Fin de la canicule : court répit ou vraie sortie ?
Après plusieurs jours de canicule, une baisse des températures se profile à partir de jeudi et surtout vendredi sur une grande partie du pays. Ce répit sera net, mais pas forcément durable : le sud-est restera en marge de cette baisse et une nouvelle hausse des températures pourrait déjà se dessiner en début de semaine prochaine.
Indicateur thermique © LCM
Une baisse bienvenue après le pic de chaleur
La canicule va progressivement reculer à partir de jeudi par l’ouest et le nord-ouest, sous l’effet d’un changement de masse d’air et de quelques orages. Après des maximales souvent comprises entre 35 et 40°C, l’ambiance deviendra plus respirable sur une grande partie du pays vendredi, avec le retour de températures plus proches de 23 à 27°C sur de nombreuses régions.
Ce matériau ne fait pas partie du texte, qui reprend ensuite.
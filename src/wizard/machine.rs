//! Claim wizard state machine
//!
//! Drives `Start -> ChooseDelegate -> Review -> Confirming -> Claimed`.
//! User actions go through the transition methods; the provider's
//! "already claimed" signal goes through [`ClaimWizard::on_already_claimed`],
//! which always wins over user-driven transitions in flight.
//!
//! The state lock is never held across an `.await`. Each async action
//! records the state generation before suspending and discards its result
//! if the generation moved while it was waiting.

use parking_lot::Mutex;
use std::sync::Arc;
use tracing::{debug, info, warn};

use super::gate::ClaimGate;
use super::state::WizardState;
use super::step::{ClaimStep, StepView, WizardView};
use crate::claim::{send_claim, ClaimProvider, SubmissionOutcome, TxReceipt};
use crate::config::WizardConfig;
use crate::error::{FormattedError, WizardError};
use crate::types::{Address, Delegate};

/// Result of a claim submission, after the wizard applied it
#[derive(Debug, Clone, PartialEq, Eq)]
pub enum ClaimAttempt {
    /// Success status; the wizard moved to Claimed
    Claimed(TxReceipt),
    /// Receipt with another status; retry offered
    Rejected { status: u64 },
    /// Provider failure; formatted message shown, retry offered
    Failed { message: String },
    /// Resolved after the step was changed from outside; ignored
    Stale,
}

/// Result of continuing from ChooseDelegate
#[derive(Debug, Clone, Copy, PartialEq, Eq)]
pub enum DelegateCheck {
    /// Vote weight under threshold; moved to Review
    Advanced,
    /// Vote weight over threshold; confirmation modal opened
    NeedsConfirmation,
    /// Resolved after the step was changed from outside; ignored
    Stale,
}

#[derive(Debug, Clone, Copy)]
enum InFlight {
    VoteCheck,
    Submission,
}

/// Clears an in-flight flag when the action's future is dropped before it
/// could apply its result, so the wizard never stays `Busy`.
struct InFlightGuard<'a> {
    state: &'a Mutex<WizardState>,
    kind: InFlight,
    generation: u64,
    armed: bool,
}

impl<'a> InFlightGuard<'a> {
    fn new(state: &'a Mutex<WizardState>, kind: InFlight, generation: u64) -> Self {
        Self {
            state,
            kind,
            generation,
            armed: true,
        }
    }

    /// Must be called before re-locking the state
    fn disarm(mut self) {
        self.armed = false;
    }
}

impl Drop for InFlightGuard<'_> {
    fn drop(&mut self) {
        if !self.armed {
            return;
        }
        let mut state = self.state.lock();
        if state.generation != self.generation {
            return;
        }
        match self.kind {
            InFlight::VoteCheck => state.checking_votes = false,
            InFlight::Submission => {
                if state.submitting {
                    state.submitting = false;
                    state.show_try_again = true;
                }
            }
        }
        warn!("{:?} abandoned before completion", self.kind);
    }
}

struct Inner<P> {
    provider: Arc<P>,
    config: WizardConfig,
    state: Mutex<WizardState>,
}

/// Claim wizard bound to a claim-data provider
pub struct ClaimWizard<P> {
    inner: Arc<Inner<P>>,
}

impl<P> Clone for ClaimWizard<P> {
    fn clone(&self) -> Self {
        Self {
            inner: Arc::clone(&self.inner),
        }
    }
}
Cette baisse sera particulièrement sensible entre l’ouest, le nord, le Bassin parisien, le Centre et une partie de l’est. L’indicateur thermique national, qui mesure la température moyenne à l’échelle du pays, devrait ainsi passer d’un niveau très élevé en début de semaine à un minimum temporaire autour du 19 juillet. Ce sera un vrai soulagement, notamment dans les grandes villes, après plusieurs nuits difficiles.
Baisse des températures © LCM
Le sud-est resterait en marge de la baisse
Cette sortie de canicule ne concernera toutefois pas tout le monde de la même manière. Près de la Méditerranée, en basse vallée du Rhône, dans l’arrière-pays provençal et localement en Corse, la chaleur restera très marquée. Les maximales pourront encore atteindre ou dépasser 30 à 35°C selon les secteurs, avec des nuits parfois lourdes sur les littoraux.
Autrement dit, il ne s’agira pas d’un véritable retour à la fraîcheur partout. La baisse sera nette à l’échelle nationale, mais le sud-est restera dans une ambiance estivale très chaude, voire encore caniculaire localement si les températures minimales restent élevées.
Des orages pour accompagner le changement de temps
La transition pourra s’accompagner d’orages, d’abord par l’ouest, puis plus localement vers le centre et l’est. Ils marqueront le recul de l’air le plus chaud, mais ils ne devraient pas apporter un arrosage généralisé. Comme souvent en période de fortes chaleurs, les pluies resteront inégalement réparties, avec des secteurs bien arrosés et d’autres quasiment à l’écart.
Risque d'orage © LCM
Ces orages pourront ponctuellement être forts, en raison de l’énergie accumulée dans les basses couches après plusieurs jours de chaleur. Ils seront donc à surveiller, notamment en cas de rafales, de fortes intensités pluvieuses ou de grêle localisée.
Un répit déjà menacé dès le début de la semaine prochaine
La question principale est donc la suivante : s’agit-il d’une vraie sortie de canicule ou seulement d’une pause ? À ce stade, la deuxième option reste possible. Les signaux de prévision montrent une nouvelle hausse des températures dès le 20 juillet, avec une remontée progressive de l’indicateur thermique national.
La fiabilité reste encore limitée, car les scénarios divergent. Dans une première hypothèse, la chaleur la plus intense resterait surtout cantonnée à l’Espagne, véritable réservoir brûlant, ainsi qu’au sud de la France. Le nord du pays connaîtrait alors une hausse plus modérée, sans nouvelle canicule généralisée. Dans une autre hypothèse, la dorsale anticyclonique remonterait plus franchement vers la France, favorisant une nouvelle vague de chaleur plus étendue.
Nouvelle vague de chaleur ? © LCM
Une évolution à suivre de près
Le rafraîchissement attendu jeudi et vendredi fera donc du bien, mais il ne signe pas encore forcément la fin définitive de cette longue séquence chaude. La situation restera fragile, avec un pays encore vulnérable après plusieurs épisodes caniculaires, des sols secs et une masse d’air très chaude toujours présente à proximité, notamment sur la péninsule Ibérique.
La tendance des prochains jours sera déterminante : si le flux océanique parvient à s’imposer durablement, la canicule reculera franchement. Si les hautes pressions se réinstallent rapidement, la France pourrait connaître une nouvelle poussée de chaleur dès le début de la semaine prochaine.